It is nearly three years since the trust agreed to sell the property to the PJ Livesey Group for conversion it into luxury apartments.

At a recent meeting with Suffolk Coastal planners, the company was told its latest plans - 46 flats, including using the listed building's roof space and basement, plus demolishing the annexe - were not acceptable.

What should the Bartlet become? Write to Your Letters, Evening Star, 30 Lower Brook Street, Ipswich, IP4 1AN, or e-mail


Campaigners' views:

Roy Gray, chairman of Felixstowe Save Our Hospitals Action Group, said: “The community just want to see the Bartlet Hospital being used and not left sitting there neglected. We would hate anything awful to happen to that building because it is an important part of our town.”

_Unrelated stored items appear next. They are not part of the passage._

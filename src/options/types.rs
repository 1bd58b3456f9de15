//! Request option types

use crate::types::JsonValue;
use serde::{Deserialize, Serialize};
use std::collections::BTreeMap;
use std::fmt;

// ============================================================================
// Option Values
// ============================================================================

/// A single option value
#[derive(Debug, Clone, PartialEq, Serialize, Deserialize)]
#[serde(untagged)]
pub enum OptionValue {
    Bool(bool),
    Int(i64),
    Text(String),
    /// Comma-joined on the wire
    List(Vec<String>),
    /// Compact JSON on the wire
    Json(JsonValue),
}

impl OptionValue {
    /// Render the value as it appears (before percent-encoding) in the query
    pub fn render(&self) -> String {
        match self {
            OptionValue::Bool(b) => b.to_string(),
            OptionValue::Int(i) => i.to_string(),
            OptionValue::Text(s) => s.clone(),
            OptionValue::List(items) => items.join(","),
            OptionValue::Json(JsonValue::String(s)) => s.clone(),
            OptionValue::Json(value) => value.to_string(),
        }
    }
}

impl From<&str> for OptionValue {
    fn from(value: &str) -> Self {
        OptionValue::Text(value.to_string())
    }
}

impl From<String> for OptionValue {
    fn from(value: String) -> Self {
        OptionValue::Text(value)
    }
}

impl From<bool> for OptionValue {
    fn from(value: bool) -> Self {
        OptionValue::Bool(value)
    }
}

impl From<i64> for OptionValue {
    fn from(value: i64) -> Self {
        OptionValue::Int(value)
    }
}

impl From<u32> for OptionValue {
    fn from(value: u32) -> Self {
        OptionValue::Int(i64::from(value))
    }
}

impl From<Vec<String>> for OptionValue {
    fn from(value: Vec<String>) -> Self {
        OptionValue::List(value)
    }
}

impl From<Vec<&str>> for OptionValue {
    fn from(value: Vec<&str>) -> Self {
        OptionValue::List(value.into_iter().map(str::to_string).collect())
    }
}

impl From<JsonValue> for OptionValue {
    fn from(value: JsonValue) -> Self {
        OptionValue::Json(value)
    }
}

// ============================================================================
// Sort
// ============================================================================

/// Sort direction
#[derive(Debug, Clone, Copy, PartialEq, Eq, Default)]
pub enum SortOrder {
    #[default]
    Ascending,
    Descending,
}

/// One column of an ordering expression
#[derive(Debug, Clone, PartialEq, Eq)]
pub struct SortKey {
    pub field: String,
    pub order: SortOrder,
}

impl fmt::Display for SortKey {
    fn fmt(&self, f: &mut fmt::Formatter<'_>) -> fmt::Result {
        match self.order {
            SortOrder::Ascending => write!(f, "{}", self.field),
            SortOrder::Descending => write!(f, "-{}", self.field),
        }
    }
}

/// Ordering expression such as `-id,title`
#[derive(Debug, Clone, PartialEq, Eq, Default, Serialize, Deserialize)]
#[serde(from = "String", into = "String")]
pub struct Sort {
    keys: Vec<SortKey>,
}

impl Sort {
    /// Parse a comma-separated ordering expression
    pub fn parse(expr: &str) -> Self {
        let keys = expr
            .split(',')
            .map(str::trim)
            .filter(|s| !s.is_empty())
            .map(|s| match s.strip_prefix('-') {
                Some(field) => SortKey {
                    field: field.to_string(),
                    order: SortOrder::Descending,
                },
                None => SortKey {
                    field: s.to_string(),
                    order: SortOrder::Ascending,
                },
            })
            .collect();
        Self { keys }
    }

    /// Append a column
    #[must_use]
    pub fn then(mut self, field: impl Into<String>, order: SortOrder) -> Self {
        self.keys.push(SortKey {
            field: field.into(),
            order,
        });
        self
    }

    /// Columns in order of precedence
    pub fn keys(&self) -> &[SortKey] {
        &self.keys
    }

    /// Whether there is nothing to sort by
    pub fn is_empty(&self) -> bool {
        self.keys.is_empty()
    }
}

impl fmt::Display for Sort {
    fn fmt(&self, f: &mut fmt::Formatter<'_>) -> fmt::Result {
        for (i, key) in self.keys.iter().enumerate() {
            if i > 0 {
                f.write_str(",")?;
            }
            write!(f, "{key}")?;
        }
        Ok(())
    }
}

impl From<String> for Sort {
    fn from(value: String) -> Self {
        Sort::parse(&value)
    }
}

impl From<&str> for Sort {
    fn from(value: &str) -> Self {
        Sort::parse(value)
    }
}

impl From<Sort> for String {
    fn from(value: Sort) -> Self {
        value.to_string()
    }
}

// ============================================================================
// Request Options
// ============================================================================

/// Query modifiers for a collection or single-resource call
#[derive(Debug, Clone, Default, PartialEq, Serialize, Deserialize)]
pub struct RequestOptions {
    #[serde(default, skip_serializing_if = "Option::is_none")]
    pub include: Option<String>,
    #[serde(default, skip_serializing_if = "Option::is_none")]
    pub attributes: Option<bool>,
    #[serde(default, skip_serializing_if = "Option::is_none")]
    pub categories: Option<bool>,
    #[serde(default, skip_serializing_if = "Option::is_none")]
    pub tags: Option<bool>,
    #[serde(default, skip_serializing_if = "Option::is_none")]
    pub taxonomies: Option<bool>,
    #[serde(default, skip_serializing_if = "Option::is_none")]
    pub search: Option<String>,
    #[serde(default, skip_serializing_if = "Option::is_none")]
    pub scopes: Option<String>,
    #[serde(default, skip_serializing_if = "Option::is_none")]
    pub filters: Option<OptionValue>,
    #[serde(default, skip_serializing_if = "Option::is_none")]
    pub jfilters: Option<JsonValue>,
    #[serde(default, skip_serializing_if = "Option::is_none")]
    pub catfilters: Option<OptionValue>,
    #[serde(default, skip_serializing_if = "Option::is_none")]
    pub fields: Option<String>,
    #[serde(default, skip_serializing_if = "Option::is_none")]
    pub sort: Option<Sort>,
    /// Keys this crate does not know about, sent verbatim
    #[serde(flatten)]
    pub extra: BTreeMap<String, OptionValue>,
}

impl RequestOptions {
    /// Create empty options
    pub fn new() -> Self {
        Self::default()
    }

    /// Embed a relationship
    #[must_use]
    pub fn include(mut self, relation: impl Into<String>) -> Self {
        self.include = Some(relation.into());
        self
    }

    /// Attach attributes to the response
    #[must_use]
    pub fn attributes(mut self, attach: bool) -> Self {
        self.attributes = Some(attach);
        self
    }

    /// Attach categories to the response
    #[must_use]
    pub fn categories(mut self, attach: bool) -> Self {
        self.categories = Some(attach);
        self
    }

    /// Attach tags to the response
    #[must_use]
    pub fn tags(mut self, attach: bool) -> Self {
        self.tags = Some(attach);
        self
    }

    /// Attach taxonomies to the response
    #[must_use]
    pub fn taxonomies(mut self, attach: bool) -> Self {
        self.taxonomies = Some(attach);
        self
    }

    /// Filter by a search word
    #[must_use]
    pub fn search(mut self, term: impl Into<String>) -> Self {
        self.search = Some(term.into());
        self
    }

    /// Filter by a named scope
    #[must_use]
    pub fn scopes(mut self, scopes: impl Into<String>) -> Self {
        self.scopes = Some(scopes.into());
        self
    }

    /// Simple where clauses
    #[must_use]
    pub fn filters(mut self, filters: impl Into<OptionValue>) -> Self {
        self.filters = Some(filters.into());
        self
    }

    /// Complex condition objects
    #[must_use]
    pub fn jfilters(mut self, filters: JsonValue) -> Self {
        self.jfilters = Some(filters);
        self
    }

    /// Category filter
    #[must_use]
    pub fn catfilters(mut self, filters: impl Into<OptionValue>) -> Self {
        self.catfilters = Some(filters.into());
        self
    }

    /// Columns to select, as a raw comma-separated list
    #[must_use]
    pub fn fields(mut self, fields: impl Into<String>) -> Self {
        self.fields = Some(fields.into());
        self
    }

    /// Columns to select
    #[must_use]
    pub fn field_list<I, S>(mut self, fields: I) -> Self
    where
        I: IntoIterator<Item = S>,
        S: AsRef<str>,
    {
        let joined = fields
            .into_iter()
            .map(|f| f.as_ref().to_string())
            .collect::<Vec<_>>()
            .join(",");
        self.fields = Some(joined);
        self
    }

    /// Ordering expression, e.g. `"-id"` or `Sort::default().then("title", SortOrder::Ascending)`
    #[must_use]
    pub fn sort(mut self, sort: impl Into<Sort>) -> Self {
        self.sort = Some(sort.into());
        self
    }

    /// Any other key, passed through unmodified
    #[must_use]
    pub fn param(mut self, key: impl Into<String>, value: impl Into<OptionValue>) -> Self {
        self.extra.insert(key.into(), value.into());
        self
    }

    /// Whether encoding would produce an empty query string
    pub fn is_empty(&self) -> bool {
        self.pairs().is_empty()
    }

    /// Key/value pairs in canonical order, before percent-encoding
    ///
    /// Recognized keys come first in a fixed order, then pass-through keys
    /// sorted by name.
    pub fn pairs(&self) -> Vec<(String, String)> {
        let mut pairs = Vec::new();
        let mut push = |key: &str, value: Option<String>| {
            if let Some(value) = value {
                pairs.push((key.to_string(), value));
            }
        };

        push("include", self.include.clone());
        push("attributes", self.attributes.map(|b| b.to_string()));
        push("categories", self.categories.map(|b| b.to_string()));
        push("tags", self.tags.map(|b| b.to_string()));
        push("taxonomies", self.taxonomies.map(|b| b.to_string()));
        push("search", self.search.clone());
        push("scopes", self.scopes.clone());
        push("filters", self.filters.as_ref().map(OptionValue::render));
        push(
            "jfilters",
            self.jfilters
                .as_ref()
                .map(|v| OptionValue::Json(v.clone()).render()),
        );
        push("catfilters", self.catfilters.as_ref().map(OptionValue::render));
        push("fields", self.fields.clone());
        push(
            "sort",
            self.sort
                .as_ref()
                .filter(|s| !s.is_empty())
                .map(ToString::to_string),
        );

        for (key, value) in &self.extra {
            pairs.push((key.clone(), value.render()));
        }
        pairs
    }
}
//! HTTP client module
//!
//! One call in, one normalized response or typed error out.
//!
//! # Behavior
//!
//! - **Authentication**: API key and optional token attached on every call
//! - **Encoding**: options become the query string, payloads a JSON body
//! - **Normalization**: JSON bodies parsed, other bodies kept as text
//! - **No retries**: every failure surfaces to the caller

mod client;

pub use client::ApiClient;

Councillor Mike Ninnmey said: “I think to have to three years for a design for the development of that site must be hugely disappointing for NHS Suffolk - that is a lost three years. That building was not closed on clinical needs but financial needs and I believe the health care it gave is still needed.”

The Bartlet Bequest Action Group, led by Barry Farr, is still hoping it can find the finance and put together a new bid to run the Bartlet as a respite and convalescent care centre, with complimentary health facilities, so any elderly patient could obtain all the medical care they needed before returning home and without having to travel.


Creation of The Bartlet Hospital was Dr John Bartlet's dying wish on 27 May 1917.

Born in Ipswich and educated at Ipswich School and London University, Dr Bartlet, whose father and grandfather had been surgeons, was firmly convinced him people would get better far quicker if they were away from a busy hospital and, particularly women, not plunged straight back into a home environment.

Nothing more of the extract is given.